Lisa Williams
Lisa Williams is a Senior Lecturer in Criminology, at the Department of Criminology, School of Social Sciences, University of Manchester. She has been researching drugs for over 25 years. Her interests revolve around: recreational drug taking, including why people take drugs and how their drug taking changes over the life course; dependent drug use, recently publishing about synthetic cannabinoids consumption among vulnerable populations; and creative research methods, especially arts-based and visual techniques. Since 1999, she has worked on the Illegal Leisure longitudinal study exploring changing drug patterns from adolescence to adulthood. The findings have been published in Illegal Leisure Revisited and Changing Lives, Changing Drug Journeys. Her recent projects include, a visual ethnography of where and how people store their recreational drugs in the home, which has been exhibited nationally and internationally, and a cross stitch public engagement project, creating, with people who use drugs and the public, cross stitches with empowering and harm reduction messages.
Session
Background: Prohibitionist drug policies have stigmatising effects on people who use drugs (PWUD), reinforcing social exclusion, casting them as ‘other’, and requiring them to conceal their drug taking identities and associated behaviours.

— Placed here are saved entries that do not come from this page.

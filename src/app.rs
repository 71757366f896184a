//! Root application component with routing and context providers.

use leptos::prelude::*;
use leptos_meta::{MetaTags, Stylesheet, Title, provide_meta_context};
use leptos_router::{
    StaticSegment,
    components::{ParentRoute, Route, Router, Routes},
};

use crate::pages::all_items::AllItemsPage;
use crate::pages::buildings::BuildingsPage;
use crate::pages::dashboard::DashboardPage;
use crate::pages::login::LoginPage;
use crate::pages::manage_items::ManageItemsPage;
use crate::pages::menu_frame::MenuFrame;
use crate::state::auth::AuthState;
use crate::state::buildings::BuildingsState;
use crate::state::cart::CartState;
use crate::state::catalog::CatalogState;
use crate::state::dashboard::DashboardState;
use crate::state::toasts::ToastsState;

/// HTML shell rendered on the server for SSR + hydration.
pub fn shell(options: LeptosOptions) -> impl IntoView {
    view! {
        <!DOCTYPE html>
        <html lang="en">
            <head>
                <meta charset="utf-8"/>
                <meta name="viewport" content="width=device-width, initial-scale=1"/>
                <AutoReload options=options.clone()/>
                <HydrationScripts options/>
                <MetaTags/>
            </head>
            <body>
                <App/>
            </body>
        </html>
    }
}

/// Resolve the session: a fresh token from the login redirect wins over the
/// cached one, and either must resolve to a user before it counts.
#[cfg(feature = "hydrate")]
fn bootstrap_session(auth: RwSignal<AuthState>) {
    let token = crate::net::auth::take_token_from_location()
        .inspect(|t| crate::util::persistence::save_token(t))
        .or_else(crate::util::persistence::load_token);
    let Some(token) = token else {
        auth.update(|a| a.loading = false);
        return;
    };
    leptos::task::spawn_local(async move {
        match crate::net::api::fetch_current_user(&token).await {
            Some(user) => {
                auth.set(AuthState {
                    token: Some(token),
                    user: Some(user),
                    loading: false,
                });
            }
            None => {
                crate::util::persistence::clear_token();
                auth.update(|a| a.loading = false);
            }
        }
    });
}

/// Root application component.
///
/// Provides all shared state contexts and sets up client-side routing.
#[component]
pub fn App() -> impl IntoView {
    provide_meta_context();

    // Provide reactive state contexts for all child components.
    let auth = RwSignal::new(AuthState {
        loading: true,
        ..AuthState::default()
    });
    let buildings = RwSignal::new(BuildingsState::default());
    let catalog = RwSignal::new(CatalogState::default());
    let cart = RwSignal::new(CartState::default());
    let dashboard = RwSignal::new(DashboardState::default());
    let toasts = RwSignal::new(ToastsState::default());

    provide_context(auth);
    provide_context(buildings);
    provide_context(catalog);
    provide_context(cart);
    provide_context(dashboard);
    provide_context(toasts);

    #[cfg(feature = "hydrate")]
    bootstrap_session(auth);

    view! {
        <Stylesheet id="leptos" href="/pkg/stocktrackr.css"/>
        <Title text="StockTrackr"/>

        <Router>
            <Routes fallback=|| "Page not found.".into_view()>
                <Route path=StaticSegment("") view=LoginPage/>
                <ParentRoute path=StaticSegment("landing") view=MenuFrame>
                    <Route path=StaticSegment("dashboard") view=DashboardPage/>
                    <Route path=StaticSegment("buildings") view=BuildingsPage/>
                    <Route path=StaticSegment("allitems") view=AllItemsPage/>
                    <Route path=StaticSegment("manageitems") view=ManageItemsPage/>
                    // The original app defaulted /landing to the items table.
                    <Route path=StaticSegment("") view=AllItemsPage/>
                </ParentRoute>
            </Routes>
        </Router>
    }
}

Objectives: Employing a novel - to drug policy scholars - sociology of secrecy theoretical framework, this paper explores, using a materialist lens, how social stigma is managed through drug storage strategies in the home. It addresses what is being kept secret, how, from whom and why.
Methods: The paper presents qualitative data collected using material and creative methods: object-centred interviews and visual (photo) ethnography. Ten recreational drug takers from England and Wales were recruited. An atypical sample, they ranged in age from 28-58, were middle class, mostly employed, and 6/10 were parents. The paper presents images and interview data which have been analysed thematically.
Results: ‘Drug secrets’ being kept in the home and made invisible through drug storage strategies were the possession of illegal substances and associated paraphernalia, and, if these were discovered, drug taking identities. The material properties of drug storage containers were important for keeping ‘drug secrets’. For example, glass jars concealed the smell of herbal cannabis. Objects and spaces worked in relation to each other to manage ‘drug secrets’. Their management was a tactic to avoid perceived social stigma.
Implications: Greater de-stigmatisation of drug use is necessary. Public conversations representing the range of PWUDs, including parents and professionals, and their motivations for recreational use could reduce stigma and challenge prohibitionist drug policies and ideologies.